Perception Flashcards
What is sensation
This describes the processing of the raw senses (i.e. raw data gathereed from outside world, which is sent to brain for further processing. Describes a physiological process)
It describes how our senses transform physical properties of the environment and body into electrical signals relayed to the brain (through transduction)
What is perception
This describes the actual interpretation of the sensory input we are receiving, into meaningful experiences (more of a psychological process)
What is the difference between sensation and perception
Basically sensation is a physiological response which is just the pure sense i.e. the feeling of touch but nothing else.

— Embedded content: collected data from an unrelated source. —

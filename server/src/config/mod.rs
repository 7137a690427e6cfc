//! Configuration management
//!
//! Resolves the server configuration once at startup. The public base URL is
//! the single source for every URL the server hands to Google, so the
//! redirect URI used when building the consent URL and when exchanging the
//! code can never drift apart.

use std::time::Duration;

use reqwest::Url;
use serde::Serialize;

pub const GOOGLE_AUTH_ENDPOINT: &str = "https://accounts.google.com/o/oauth2/v2/auth";
pub const GOOGLE_TOKEN_ENDPOINT: &str = "https://oauth2.googleapis.com/token";
pub const GMAIL_API_BASE: &str = "https://gmail.googleapis.com/gmail/v1";
pub const OPENAI_API_BASE: &str = "https://api.openai.com/v1";
pub const DEFAULT_OPENAI_MODEL: &str = "gpt-3.5-turbo";
pub const DEFAULT_UPSTREAM_TIMEOUT: Duration = Duration::from_secs(30);

/// Path of the OAuth callback, appended to the public base URL.
pub const REDIRECT_PATH: &str = "/api/token";

#[derive(Debug, thiserror::Error)]
pub enum ConfigError {
    #[error("invalid public base URL '{url}': {reason}")]
    InvalidBaseUrl { url: String, reason: String },
}

/// Upstream endpoints. Overridden only in tests.
#[derive(Debug, Clone)]
pub struct Endpoints {
    pub google_auth: String,
    pub google_token: String,
    pub gmail_api: String,
    pub openai_api: String,
}

impl Default for Endpoints {
    fn default() -> Self {
        Self {
            google_auth: GOOGLE_AUTH_ENDPOINT.to_string(),
            google_token: GOOGLE_TOKEN_ENDPOINT.to_string(),
            gmail_api: GMAIL_API_BASE.to_string(),
            openai_api: OPENAI_API_BASE.to_string(),
        }
    }
}

/// Immutable server configuration.
#[derive(Debug, Clone)]
pub struct ServerConfig {
    base_url: String,
    pub google_client_id: Option<String>,
    pub google_client_secret: Option<String>,
    pub openai_api_key: Option<String>,
    pub openai_model: String,
    pub endpoints: Endpoints,
    pub upstream_timeout: Duration,
}

impl ServerConfig {
    /// Create a configuration with no secrets set.
    ///
    /// `public_base_url` must be an absolute http(s) URL; a trailing slash is
    /// dropped.
    pub fn new(public_base_url: &str) -> Result<Self, ConfigError> {
        Ok(Self {
            base_url: normalize_base_url(public_base_url)?,
            google_client_id: None,
            google_client_secret: None,
            openai_api_key: None,
            openai_model: DEFAULT_OPENAI_MODEL.to_string(),
            endpoints: Endpoints::default(),
            upstream_timeout: DEFAULT_UPSTREAM_TIMEOUT,
        })
    }

    pub fn with_google_credentials(
        mut self,
        client_id: Option<String>,
        client_secret: Option<String>,
    ) -> Self {
        self.google_client_id = non_empty(client_id);
        self.google_client_secret = non_empty(client_secret);
        self
    }

    pub fn with_openai(mut self, api_key: Option<String>, model: Option<String>) -> Self {
        self.openai_api_key = non_empty(api_key);
        if let Some(model) = non_empty(model) {
            self.openai_model = model;
        }
        self
    }

    pub fn with_endpoints(mut self, endpoints: Endpoints) -> Self {
        self.endpoints = endpoints;
        self
    }

    pub fn with_upstream_timeout(mut self, timeout: Duration) -> Self {
        self.upstream_timeout = timeout;
        self
    }

    pub fn base_url(&self) -> &str {
        &self.base_url
    }

    /// The exact redirect URI registered with Google.
    pub fn redirect_uri(&self) -> String {
        format!("{}{}", self.base_url, REDIRECT_PATH)
    }

    /// Names of the secrets that are not configured.
    pub fn missing_secrets(&self) -> Vec<&'static str> {
        self.secret_status()
            .into_iter()
            .filter(|s| !s.set)
            .map(|s| s.name)
            .collect()
    }

    /// Presence and length of each secret, never the value.
    pub fn secret_status(&self) -> Vec<SecretStatus> {
        vec![
            SecretStatus::of("GOOGLE_CLIENT_ID", self.google_client_id.as_deref()),
            SecretStatus::of("GOOGLE_CLIENT_SECRET", self.google_client_secret.as_deref()),
            SecretStatus::of("OPENAI_API_KEY", self.openai_api_key.as_deref()),
        ]
    }
}

#[derive(Debug, Clone, Serialize)]
pub struct SecretStatus {
    #[serde(skip)]
    pub name: &'static str,
    pub set: bool,
    pub length: usize,
}

impl SecretStatus {
    fn of(name: &'static str, value: Option<&str>) -> Self {
        Self {
            name,
            set: value.is_some(),
            length: value.map(str::len).unwrap_or(0),
        }
    }
}

/// Pick the public base URL: an explicit value wins, then a platform host
/// name (served over https), then localhost on the bound port.
pub fn resolve_public_base_url(explicit: Option<&str>, platform_host: Option<&str>, port: u16) -> String {
    if let Some(url) = explicit.map(str::trim).filter(|s| !s.is_empty()) {
        return url.to_string();
    }
    if let Some(host) = platform_host.map(str::trim).filter(|s| !s.is_empty()) {
        return format!("https://{}", host);
    }
    format!("http://localhost:{}", port)
}

fn normalize_base_url(raw: &str) -> Result<String, ConfigError> {
    let invalid = |reason: &str| ConfigError::InvalidBaseUrl {
        url: raw.to_string(),
        reason: reason.to_string(),
    };

    let url = Url::parse(raw.trim()).map_err(|e| invalid(&e.to_string()))?;
    if url.scheme() != "http" && url.scheme() != "https" {
        return Err(invalid("scheme must be http or https"));
    }
    if url.host_str().is_none() {
        return Err(invalid("missing host"));
    }
    if url.query().is_some() || url.fragment().is_some() {
        return Err(invalid("must not carry a query or fragment"));
    }

    Ok(url.as_str().trim_end_matches('/').to_string())
}

fn non_empty(value: Option<String>) -> Option<String> {
    value
        .map(|v| v.trim().to_string())
        .filter(|v| !v.is_empty())
}

#[cfg(test)]
mod tests {
    use super::*;

    #[test]
    fn test_redirect_uri_from_base() {
        let config = ServerConfig::new("https://mail.example.com/").unwrap();
        assert_eq!(config.base_url(), "https://mail.example.com");
        assert_eq!(config.redirect_uri(), "https://mail.example.com/api/token");
    }

    #[test]
    fn test_base_url_with_path_prefix() {
        let config = ServerConfig::new("https://example.com/assistant/").unwrap();
        assert_eq!(config.redirect_uri(), "https://example.com/assistant/api/token");
    }

    #[test]
    fn test_rejects_bad_base_urls() {
        assert!(ServerConfig::new("mail.example.com").is_err());
        assert!(ServerConfig::new("ftp://mail.example.com").is_err());
        assert!(ServerConfig::new("https://mail.example.com/?x=1").is_err());
    }

    #[test]
    fn test_resolve_public_base_url() {
        assert_eq!(
            resolve_public_base_url(Some("https://a.example"), Some("b.vercel.app"), 3000),
            "https://a.example"
        );
        assert_eq!(
            resolve_public_base_url(Some("  "), Some("b.vercel.app"), 3000),
            "https://b.vercel.app"
        );
        assert_eq!(resolve_public_base_url(None, None, 8080), "http://localhost:8080");
    }

    #[test]
    fn test_blank_secrets_count_as_missing() {
        let config = ServerConfig::new("http://localhost:3000")
            .unwrap()
            .with_google_credentials(Some("id.apps.googleusercontent.com".to_string()), Some("  ".to_string()))
            .with_openai(None, Some(String::new()));

        assert_eq!(config.missing_secrets(), vec!["GOOGLE_CLIENT_SECRET", "OPENAI_API_KEY"]);
        assert_eq!(config.openai_model, DEFAULT_OPENAI_MODEL);

        let status = config.secret_status();
        assert_eq!(status[0].length, "id.apps.googleusercontent.com".len());
    }
}
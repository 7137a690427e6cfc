//! OpenAI chat-completions client

use reqwest::Client;
use serde::{Deserialize, Serialize};
use serde_json::Value;
use tracing::{debug, error};

#[derive(Debug, thiserror::Error)]
pub enum AiError {
    #[error("HTTP request failed: {0}")]
    Transport(String),

    #[error("OpenAI API error ({status}): {message}")]
    Api {
        status: u16,
        code: Option<String>,
        message: String,
    },

    #[error("Failed to parse OpenAI response: {0}")]
    Decode(String),

    #[error("No response content from AI")]
    EmptyResponse,

    #[error("AI returned invalid JSON format: {0}")]
    Format(String),
}

impl AiError {
    /// Provider error code (`insufficient_quota`, `invalid_api_key`, ...).
    pub fn code(&self) -> Option<&str> {
        match self {
            AiError::Api { code, .. } => code.as_deref(),
            _ => None,
        }
    }
}

/// One completion call: fixed system instruction plus user prompt.
#[derive(Debug, Clone)]
pub struct Completion<'a> {
    pub system: &'a str,
    pub user: String,
    pub max_tokens: u32,
    pub temperature: f32,
}

#[derive(Serialize)]
struct ChatRequest<'a> {
    model: &'a str,
    messages: [Message<'a>; 2],
    max_tokens: u32,
    temperature: f32,
}

#[derive(Serialize)]
struct Message<'a> {
    role: &'a str,
    content: &'a str,
}

#[derive(Deserialize)]
struct ChatResponse {
    #[serde(default)]
    choices: Vec<Choice>,
}

#[derive(Deserialize)]
struct Choice {
    message: ResponseMessage,
}

#[derive(Deserialize)]
struct ResponseMessage {
    #[serde(default)]
    content: Option<String>,
}

/// OpenAI API client for chat completions
#[derive(Clone)]
pub struct OpenAiClient {
    http: Client,
    api_key: String,
    model: String,
    api_base: String,
}

impl OpenAiClient {
    pub fn new(http: Client, api_key: String, model: String, api_base: &str) -> Self {
        Self {
            http,
            api_key,
            model,
            api_base: api_base.trim_end_matches('/').to_string(),
        }
    }

    /// Send a chat completion request and return the first choice's text.
    pub async fn complete(&self, completion: &Completion<'_>) -> Result<String, AiError> {
        let request = ChatRequest {
            model: &self.model,
            messages: [
                Message {
                    role: "system",
                    content: completion.system,
                },
                Message {
                    role: "user",
                    content: &completion.user,
                },
            ],
            max_tokens: completion.max_tokens,
            temperature: completion.temperature,
        };

        let response = self
            .http
            .post(format!("{}/chat/completions", self.api_base))
            .bearer_auth(&self.api_key)
            .json(&request)
            .send()
            .await
            .map_err(|e| AiError::Transport(e.to_string()))?;

        let status = response.status();
        debug!("OpenAI responded with {}", status);

        let body = response
            .text()
            .await
            .map_err(|e| AiError::Transport(format!("Failed to read response body: {}", e)))?;

        if !status.is_success() {
            let err = parse_api_error(status.as_u16(), &body);
            error!("{}", err);
            return Err(err);
        }

        let parsed: ChatResponse =
            serde_json::from_str(&body).map_err(|e| AiError::Decode(e.to_string()))?;

        parsed
            .choices
            .into_iter()
            .next()
            .and_then(|c| c.message.content)
            .ok_or(AiError::EmptyResponse)
    }
}

/// Parse OpenAI's `{"error": {"message", "type", "code"}}` envelope.
fn parse_api_error(status: u16, body: &str) -> AiError {
    let parsed = serde_json::from_str::<Value>(body).unwrap_or(Value::Null);
    let error = parsed.get("error");

    let message = error
        .and_then(|e| e.get("message"))
        .and_then(|v| v.as_str())
        .map(String::from)
        .unwrap_or_else(|| body.chars().take(200).collect());

    let code = error
        .and_then(|e| e.get("code").or_else(|| e.get("type")))
        .and_then(|v| v.as_str())
        .map(String::from);

    AiError::Api {
        status,
        code,
        message,
    }
}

The perception is the process of organising and selecting and interpreting these signals
Give an example to demonstrate the difference between the two
I.e. a camera can sense, but it can’t perceive (gets the sensation of visual fields, but it doesn’t have perception to interpret it)
What are the 6 senses of perception
Vision
Hearing
Taste
Smell
Vestibular
Somatosensation
What process is common to all of the different senses
Process of transduction which is the transformation of the sense into electrical signals for the brain to understand/perceive/interpret it
What is transduction
This is the process of allowing a sense to perceive, and give us a sense of perception. It is ultimately the process of transforming senses into electrical signals for brain to understand it
What is the problem of qualia
It is the idea that if all our senses are a result of our neurons firing (electrical impulses), how does our brain differentiate which set of neurons firing result in sound or what neurons result in vision if they are all the same thing ultimately
In other words:
How does the brain know what is causing the stimulation it receives? How do some neurons allow for sight or sound if they are all the same?
In other words:
Why do we experience one set of electrical impulses as sight, and others as sounds, flavours, smells touch pain or sense etc.
What is synesthesia
This is the perceptual phenomenon where some people who receives stimulation of one sensory or cognitive pathway involuntarily triggers an additional sensory experience from a different pathway
I.e. someone who might hear colours - associate certain musical notes to different colours
What are common forms of synesthesia
Grapheme-colour synesthesia
Chromesthesia
What is grapheme-colour synesthesia
This is where certain letters/numbers are associated with a certain colour
What is chromesthesia
This is where sounds such as musical notes or spoken words evoke a perception of colour
How does synesthesia affect our understanding/ideas about qualia
It impacts us by suggesting that maybe our senses are even closer than expected, and highlights its variability. Also demonstrates how subjective experiences can differ from person to person
What problems do illusions create for our understanding of the perception of the world
Ultimately the main problem is that we rely on our senses to perceive the world, but if illusions can show that our senses can be tricked, how can we rely on our senses for an accurate presentation of the world?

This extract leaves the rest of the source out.